=== Begin Enclosure ===
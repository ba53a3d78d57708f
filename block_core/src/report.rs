//! # Estimate Report
//!
//! Builds the result sheet shown after an estimate: the headline metrics in
//! two columns, a details block, and the measuring instructions and tip that
//! go around the form.
//!
//! ## Example
//!
//! ```rust
//! use block_core::calculations::EstimateInput;
//! use block_core::report::{build_report, render_text};
//! use block_core::settings::EstimatorSettings;
//!
//! let input = EstimateInput {
//!     perimeter_m: 40.0,
//!     wall_height_m: 3.0,
//!     block_length_m: 0.45,
//!     block_height_m: 0.225,
//!     door_count: 0,
//!     door_width_m: 0.0,
//!     door_height_m: 0.0,
//!     window_count: 0,
//!     window_width_m: 0.0,
//!     window_height_m: 0.0,
//!     wastage_percent: 5,
//!     unit_cost: 350.0,
//! };
//!
//! let report = build_report(&input, &EstimatorSettings::default()).unwrap();
//! let text = render_text(&report);
//! assert!(text.contains("Total Wall Area"));
//! ```

use chrono::{DateTime, Utc};
use serde::{Deserialize, Serialize};

use crate::calculations::{estimate, EstimateInput, EstimateResult};
use crate::errors::CalcResult;
use crate::format::{format_area, format_count, format_currency};
use crate::settings::EstimatorSettings;

/// How to measure the walls before filling in the form
pub const INSTRUCTIONS: &str = "\
Enter the total wall perimeter of your bungalow.
  - Measure all external walls around the building.
  - If there are courtyards, re-entrant corners, or projections, include those lengths too.
  - To include internal partitions / room walls, add their lengths to the perimeter before entering it here.
  - Use the average wall height. If heights differ, consider splitting into segments and summing areas.

Formula used: Wall Area = Perimeter × Height, then we subtract openings and divide by block face area.";

/// Shown under every result sheet
pub const TIP: &str = "Tip: For split heights or inner courtyards, sum each segment's length × height \
and use that as your effective area.";

/// Assumptions behind every estimate
pub const ASSUMPTIONS: &str =
    "Uniform height; openings subtracted; partitions included via perimeter; wastage applied.";

/// Secondary figures shown under the headline metrics.
#[derive(Debug, Clone, PartialEq, Serialize, Deserialize)]
pub struct EstimateDetails {
    /// Block face area rounded to 4 decimals (m²)
    pub block_face_area_m2: f64,

    /// Raw block count with the fraction dropped
    pub blocks_raw: u64,

    pub assumptions: String,
}

impl EstimateDetails {
    pub fn from_result(result: &EstimateResult) -> Self {
        EstimateDetails {
            block_face_area_m2: (result.block_face_area_m2 * 10_000.0).round() / 10_000.0,
            blocks_raw: result.raw_block_count.trunc() as u64,
            assumptions: ASSUMPTIONS.to_string(),
        }
    }
}

/// A labelled, display-ready value
#[derive(Debug, Clone, PartialEq, Eq, Serialize, Deserialize)]
pub struct Metric {
    pub label: String,
    pub value: String,
}

impl Metric {
    fn new(label: impl Into<String>, value: impl Into<String>) -> Self {
        Metric {
            label: label.into(),
            value: value.into(),
        }
    }
}

/// Everything the result sheet shows, JSON-serializable.
#[derive(Debug, Clone, Serialize, Deserialize)]
pub struct EstimateReport {
    pub generated_at: DateTime<Utc>,
    pub currency_symbol: String,
    pub input: EstimateInput,
    pub result: EstimateResult,
    pub details: EstimateDetails,
}

impl EstimateReport {
    /// Headline metrics, left column then right column.
    pub fn metrics(&self) -> (Vec<Metric>, Vec<Metric>) {
        let symbol = &self.currency_symbol;
        let left = vec![
            Metric::new("Total Wall Area", format_area(self.result.total_wall_area_m2)),
            Metric::new("Openings Area", format_area(self.result.openings_area_m2)),
            Metric::new(
                format!("Blocks (+{}%)", self.input.wastage_percent),
                format_count(self.result.final_block_count),
            ),
        ];
        let right = vec![
            Metric::new("Net Wall Area", format_area(self.result.net_wall_area_m2)),
            Metric::new(
                format!("Unit Cost ({symbol}/block)"),
                format_currency(symbol, self.input.unit_cost),
            ),
            Metric::new(
                format!("Total Cost ({symbol})"),
                format_currency(symbol, self.result.total_cost),
            ),
        ];
        (left, right)
    }

    /// Pretty JSON for machine consumers
    pub fn to_json(&self) -> CalcResult<String> {
        Ok(serde_json::to_string_pretty(self)?)
    }
}

/// Run the estimate and assemble its report.
///
/// # Returns
///
/// * `Ok(EstimateReport)` - Estimate succeeded
/// * `Err(EstimateError)` - The estimator rejected the input
pub fn build_report(input: &EstimateInput, settings: &EstimatorSettings) -> CalcResult<EstimateReport> {
    let result = estimate(input)?;
    let details = EstimateDetails::from_result(&result);
    Ok(EstimateReport {
        generated_at: Utc::now(),
        currency_symbol: settings.currency_symbol.clone(),
        input: input.clone(),
        result,
        details,
    })
}

/// Render the result sheet as plain text.
pub fn render_text(report: &EstimateReport) -> String {
    let (left, right) = report.metrics();
    let width = left
        .iter()
        .map(|m| m.label.chars().count().max(m.value.chars().count()))
        .max()
        .unwrap_or(0)
        + 4;

    let mut out = String::new();
    out.push_str("Calculation complete\n\n");
    for (l, r) in left.iter().zip(right.iter()) {
        out.push_str(&format!("{}{}\n", pad(&l.label, width), r.label));
        out.push_str(&format!("{}{}\n\n", pad(&l.value, width), r.value));
    }

    out.push_str("Details\n");
    out.push_str(&format!("  block_face_area_m2: {:.4}\n", report.details.block_face_area_m2));
    out.push_str(&format!("  blocks_raw:         {}\n", report.details.blocks_raw));
    out.push_str(&format!("  assumptions:        {}\n", report.details.assumptions));
    if report.result.openings_exceed_wall() {
        out.push_str("  note:               openings exceed wall area; net wall area set to 0\n");
    }
    out.push('\n');
    out.push_str(TIP);
    out.push('\n');
    out
}

// Pads by characters, not bytes, so "m²" and "₦" line up.
fn pad(text: &str, width: usize) -> String {
    let len = text.chars().count();
    format!("{text}{}", " ".repeat(width.saturating_sub(len)))
}

#[cfg(test)]
mod tests {
    use super::*;

    fn bungalow() -> EstimateInput {
        EstimateInput {
            perimeter_m: 40.0,
            wall_height_m: 3.0,
            block_length_m: 0.45,
            block_height_m: 0.225,
            door_count: 1,
            door_width_m: 1.0,
            door_height_m: 2.1,
            window_count: 2,
            window_width_m: 1.2,
            window_height_m: 1.2,
            wastage_percent: 5,
            unit_cost: 350.0,
        }
    }

    #[test]
    fn test_details() {
        let report = build_report(&bungalow(), &EstimatorSettings::default()).unwrap();
        assert_eq!(report.details.block_face_area_m2, 0.1013);
        // 115.02 / 0.10125 lands just under 1136 in f64
        assert_eq!(report.details.blocks_raw, 1135);
        assert_eq!(report.details.assumptions, ASSUMPTIONS);
    }

    #[test]
    fn test_metrics() {
        let report = build_report(&bungalow(), &EstimatorSettings::default()).unwrap();
        let (left, right) = report.metrics();

        assert_eq!(left[0], Metric::new("Total Wall Area", "120.00 m²"));
        assert_eq!(left[1], Metric::new("Openings Area", "4.98 m²"));
        assert_eq!(left[2], Metric::new("Blocks (+5%)", "1193"));
        assert_eq!(right[0], Metric::new("Net Wall Area", "115.02 m²"));
        assert_eq!(right[1], Metric::new("Unit Cost (₦/block)", "₦350.00"));
        assert_eq!(right[2], Metric::new("Total Cost (₦)", "₦417,550.00"));
    }

    #[test]
    fn test_custom_currency_symbol() {
        let settings = EstimatorSettings {
            currency_symbol: "$".to_string(),
            ..EstimatorSettings::default()
        };
        let report = build_report(&bungalow(), &settings).unwrap();
        let (_, right) = report.metrics();
        assert_eq!(right[2].value, "$417,550.00");
    }

    #[test]
    fn test_render_text() {
        let report = build_report(&bungalow(), &EstimatorSettings::default()).unwrap();
        let text = render_text(&report);
        assert!(text.starts_with("Calculation complete"));
        assert!(text.contains("Blocks (+5%)"));
        assert!(text.contains("₦417,550.00"));
        assert!(text.contains("blocks_raw:         1135"));
        assert!(text.contains(TIP));
        assert!(!text.contains("openings exceed"));
    }

    #[test]
    fn test_render_notes_clamped_area() {
        let mut input = bungalow();
        input.door_count = 200;
        let report = build_report(&input, &EstimatorSettings::default()).unwrap();
        assert!(render_text(&report).contains("openings exceed wall area"));
    }

    #[test]
    fn test_invalid_input_has_no_report() {
        let mut input = bungalow();
        input.perimeter_m = 0.0;
        let err = build_report(&input, &EstimatorSettings::default()).unwrap_err();
        assert_eq!(err.to_string(), "Perimeter and wall height must be greater than 0.");
    }

    #[test]
    fn test_json_report() {
        let report = build_report(&bungalow(), &EstimatorSettings::default()).unwrap();
        let json = report.to_json().unwrap();
        assert!(json.contains("\"final_block_count\": 1193"));
        assert!(json.contains("\"blocks_raw\": 1135"));
        assert!(json.contains("generated_at"));
    }
}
=== End Enclosure ===
**About this task**
Looking at the records above, count the lines where the word "your" appears. State only the number.

**Result**
2